■ **PROBLEM TO SOLVE**
Lines of the listing below that contain the string "true" are to be returned.

■ **ENTRIES SUPPLIED**

use crate::{ConfigStore, ConfigurationError, keys};
use std::str::FromStr;

/// Column albums are listed by when the caller does not ask for anything else.
#[derive(Debug, Clone, Copy, PartialEq, Eq, Default)]
pub enum AlbumSortColumn {
    #[default]
    CreatedAt,
    Title,
    Id,
}

impl AlbumSortColumn {
    #[must_use]
    pub const fn as_sql(&self) -> &'static str {
        match self {
            Self::CreatedAt => "created_at",
            Self::Title => "title",
            Self::Id => "id",
        }
    }
}

impl FromStr for AlbumSortColumn {
    type Err = ConfigurationError;

    fn from_str(s: &str) -> Result<Self, Self::Err> {
        match s.trim().to_ascii_lowercase().as_str() {
            "created_at" => Ok(Self::CreatedAt),
            "title" => Ok(Self::Title),
            "id" => Ok(Self::Id),
            _ => Err(ConfigurationError::InvalidValue {
                key: keys::SORTING_ALBUMS_COL.to_owned(),
                value: s.to_owned(),
                expected: "one of created_at, title, id",
            }),
        }
    }
}

#[derive(Debug, Clone, Copy, PartialEq, Eq, Default)]
pub enum SortDirection {
    #[default]
    Asc,
    Desc,
}

impl SortDirection {
    #[must_use]
    pub const fn as_sql(&self) -> &'static str {
        match self {
            Self::Asc => "ASC",
            Self::Desc => "DESC",
        }
    }
}

impl FromStr for SortDirection {
    type Err = ConfigurationError;

    fn from_str(s: &str) -> Result<Self, Self::Err> {
        match s.trim().to_ascii_uppercase().as_str() {
            "ASC" => Ok(Self::Asc),
            "DESC" => Ok(Self::Desc),
            _ => Err(ConfigurationError::InvalidValue {
                key: keys::SORTING_ALBUMS_ORDER.to_owned(),
                value: s.to_owned(),
                expected: "ASC or DESC",
            }),
        }
    }
}

#[derive(Debug, Clone, Copy, PartialEq, Eq, Default)]
pub struct AlbumSort {
    pub column: AlbumSortColumn,
    pub direction: SortDirection,
}

/// Immutable snapshot of the gallery settings.
///
/// Taken once per request or operation and passed explicitly to every
/// visibility computation, so a computation never sees two different values
/// for the same setting.
#[derive(Debug, Clone, PartialEq, Eq)]
pub struct GalleryConfig {
    /// Every logged-in user shares one library of all non-hidden albums.
    pub single_library: bool,
    /// Display name shown as owner of every album in single library mode.
    pub single_library_owner: Option<String>,
    pub public_photos_hidden: bool,
    pub full_photo: bool,
    pub downloadable: bool,
    pub share_button_visible: bool,
    pub album_sort: AlbumSort,
    pub recent_age_days: u32,
}

impl Default for GalleryConfig {
    fn default() -> Self {
        Self {
            single_library: false,
            single_library_owner: None,
            public_photos_hidden: true,
            full_photo: true,
            downloadable: false,
            share_button_visible: false,
            album_sort: AlbumSort::default(),
            recent_age_days: 1,
        }
    }
}

impl GalleryConfig {
    pub fn from_store(store: &ConfigStore) -> Result<Self, ConfigurationError> {
        let recent_age_days = store.get_int(keys::RECENT_AGE_DAYS)?;
        let recent_age_days =
            u32::try_from(recent_age_days).map_err(|_| ConfigurationError::InvalidValue {
                key: keys::RECENT_AGE_DAYS.to_owned(),
                value: recent_age_days.to_string(),
                expected: "a non-negative number of days",
            })?;

        Ok(Self {
            single_library: store.get_bool(keys::SINGLE_LIBRARY)?,
            single_library_owner: store.get_optional_string(keys::SINGLE_LIBRARY_OWNER)?,
            public_photos_hidden: store.get_bool(keys::PUBLIC_PHOTOS_HIDDEN)?,
            full_photo: store.get_bool(keys::FULL_PHOTO)?,
            downloadable: store.get_bool(keys::DOWNLOADABLE)?,
            share_button_visible: store.get_bool(keys::SHARE_BUTTON_VISIBLE)?,
            album_sort: AlbumSort {
                column: store.get_string(keys::SORTING_ALBUMS_COL)?.parse()?,
                direction: store.get_string(keys::SORTING_ALBUMS_ORDER)?.parse()?,
            },
            recent_age_days,
        })
    }

    /// The single library display name, required whenever it is shown.
    pub fn single_library_owner(&self) -> Result<&str, ConfigurationError> {
        self.single_library_owner
            .as_deref()
            .ok_or_else(|| ConfigurationError::MissingKey(keys::SINGLE_LIBRARY_OWNER.to_owned()))
    }
}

■ **OUTPUT BELOW**
            public_photos_hidden: true,
            full_photo: true,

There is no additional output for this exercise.